Re: UTF8 national character data type support WIP patch and list of open issues.

From: Valentine Gogichashvili <valgog(at)gmail(dot)com>
To: MauMau <maumau307(at)gmail(dot)com>, ishii(at)postgresql(dot)org
Cc: Robert Haas <robertmhaas(at)gmail(dot)com>, Tom Lane <tgl(at)sss(dot)pgh(dot)pa(dot)us>, "Boguk, Maksym" <maksymb(at)fast(dot)au(dot)fujitsu(dot)com>, Heikki Linnakangas <hlinnakangas(at)vmware(dot)com>, PostgreSQL Hackers <pgsql-hackers(at)postgresql(dot)org>
Subject: Re: UTF8 national character data type support WIP patch and list of open issues.
Date: 2013-09-20 01:20:02
Message-ID: CAP93muULVtyd-HQd=h2VOWzaPUrf2Z9efqXDJvmV0Xx3Auj16Q@mail.gmail.com
Views: Raw Message | Whole Thread | Download mbox | Resend email
Thread:
Lists: pgsql-hackers

Hi,

> That may be what's important to you, but it's not what's important to
>> me.
>>
>
> National character types support may be important to some potential users
> of PostgreSQL and the popularity of PostgreSQL, not me.
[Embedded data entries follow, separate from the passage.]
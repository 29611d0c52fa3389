//! Delivery step of the checkout: price resolution, shipping-method
//! selection, and the view model the storefront renders.

pub mod backend;
pub mod prices;
pub mod section;
pub mod selection;
pub mod view;

pub use backend::ShippingBackend;
pub use prices::{resolve_calculated_prices, BatchTicket, CalculatedPriceMap, PriceBatches};
pub use section::{DeliverySection, Navigation, NavigationMode, PriceRefresh};
pub use selection::{SelectionState, ShippingSelection};
pub use view::{
    DeliveryMode, DeliveryView, MethodSummary, OptionView, PriceDisplay, SellerGroupView,
};
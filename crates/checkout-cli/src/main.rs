mod delivery;
mod render;

use clap::{Parser, Subcommand};
use tracing_subscriber::EnvFilter;

#[derive(Debug, Parser)]
#[command(name = "checkout-cli")]
#[command(about = "Drive the storefront checkout delivery step from the terminal")]
struct Cli {
    #[command(subcommand)]
    command: Option<Commands>,
}

#[derive(Debug, Subcommand)]
enum Commands {
    /// Show the delivery step for a cart
    Show {
        #[arg(long)]
        cart_id: String,
        /// Value of the `step` query parameter (e.g. `delivery`, `payment`)
        #[arg(long, default_value = "delivery")]
        step: String,
        #[arg(long, default_value = "/checkout")]
        pathname: String,
    },
    /// Commit a shipping option to a cart
    Select {
        #[arg(long)]
        cart_id: String,
        /// Shipping option id; omit to submit an empty selection
        #[arg(long)]
        option_id: Option<String>,
        #[arg(long, default_value = "/checkout")]
        pathname: String,
    },
    /// Advance to the payment step once a shipping method is confirmed
    Continue {
        #[arg(long)]
        cart_id: String,
        #[arg(long, default_value = "/checkout")]
        pathname: String,
    },
}

#[tokio::main]
async fn main() -> anyhow::Result<()> {
    let cli = Cli::parse();

    let Some(command) = cli.command else {
        println!("checkout-cli: pass --help for available commands");
        return Ok(());
    };

    let config = checkout_core::load_app_config()?;
    let env_filter = EnvFilter::try_from_default_env()
        .or_else(|_| EnvFilter::try_new(config.log_level.clone()))?;
    tracing_subscriber::fmt().with_env_filter(env_filter).init();
    tracing::debug!(?config, "loaded configuration");

    let client = checkout_client::StorefrontClient::from_config(&config)?;

    match command {
        Commands::Show {
            cart_id,
            step,
            pathname,
        } => delivery::run_show(&client, &cart_id, &step, &pathname).await,
        Commands::Select {
            cart_id,
            option_id,
            pathname,
        } => delivery::run_select(&client, &cart_id, option_id.as_deref(), &pathname).await,
        Commands::Continue { cart_id, pathname } => {
            delivery::run_continue(&client, &cart_id, &pathname).await
        }
    }
}
//! Checkout step carried in the `step` query parameter.

use std::str::FromStr;

use serde::{Deserialize, Serialize};

/// Query parameter that selects the active checkout step.
pub const STEP_PARAM: &str = "step";

#[derive(Debug, Clone, Copy, PartialEq, Eq, Hash, Serialize, Deserialize)]
#[serde(rename_all = "lowercase")]
pub enum CheckoutStep {
    Address,
    Delivery,
    Payment,
    Review,
}

impl CheckoutStep {
    #[must_use]
    pub fn as_str(self) -> &'static str {
        match self {
            CheckoutStep::Address => "address",
            CheckoutStep::Delivery => "delivery",
            CheckoutStep::Payment => "payment",
            CheckoutStep::Review => "review",
        }
    }

    /// Reads the step from a raw query-parameter value; unknown values yield `None`.
    #[must_use]
    pub fn from_param(value: Option<&str>) -> Option<Self> {
        value.and_then(|v| v.parse().ok())
    }

    /// Whether the delivery selection is editable at this step.
    #[must_use]
    pub fn shows_delivery_editor(step: Option<Self>) -> bool {
        step == Some(CheckoutStep::Delivery)
    }
}

impl std::fmt::Display for CheckoutStep {
    fn fmt(&self, f: &mut std::fmt::Formatter<'_>) -> std::fmt::Result {
        f.write_str(self.as_str())
    }
}

impl FromStr for CheckoutStep {
    type Err = String;

    fn from_str(s: &str) -> Result<Self, Self::Err> {
        match s {
            "address" => Ok(CheckoutStep::Address),
            "delivery" => Ok(CheckoutStep::Delivery),
            "payment" => Ok(CheckoutStep::Payment),
            "review" => Ok(CheckoutStep::Review),
            other => Err(format!("unknown checkout step: {other}")),
        }
    }
}

/// Builds `<pathname>?step=<step>`.
#[must_use]
pub fn step_href(pathname: &str, step: CheckoutStep) -> String {
    format!("{pathname}?{STEP_PARAM}={step}")
}

#[cfg(test)]
mod tests {
    use super::*;

    #[test]
    fn parses_known_steps() {
        assert_eq!(
            CheckoutStep::from_param(Some("delivery")),
            Some(CheckoutStep::Delivery)
        );
        assert_eq!(
            CheckoutStep::from_param(Some("payment")),
            Some(CheckoutStep::Payment)
        );
    }

    #[test]
    fn unknown_or_missing_step_is_none() {
        assert_eq!(CheckoutStep::from_param(Some("Delivery")), None);
        assert_eq!(CheckoutStep::from_param(None), None);
    }

    #[test]
    fn only_delivery_shows_editor() {
        assert!(CheckoutStep::shows_delivery_editor(Some(CheckoutStep::Delivery)));
        assert!(!CheckoutStep::shows_delivery_editor(Some(CheckoutStep::Payment)));
        assert!(!CheckoutStep::shows_delivery_editor(None));
    }

    #[test]
    fn step_href_appends_query() {
        assert_eq!(
            step_href("/checkout", CheckoutStep::Payment),
            "/checkout?step=payment"
        );
    }
}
That's why
> national character support is listed in the PostgreSQL TODO wiki. We might
> be losing potential users just because their selection criteria includes
> national character support.
>
>
the whole NCHAR appeared as hack for the systems, that did not have it from
the beginning. It would not be needed, if all the text would be magically
stored in UNICODE or UTF from the beginning and idea of character would be
the same as an idea of a rune and not a byte.

PostgreSQL has a very powerful possibilities for storing any kind of
encoding. So maybe it makes sense to add the ENCODING as another column
property, the same way a COLLATION was added?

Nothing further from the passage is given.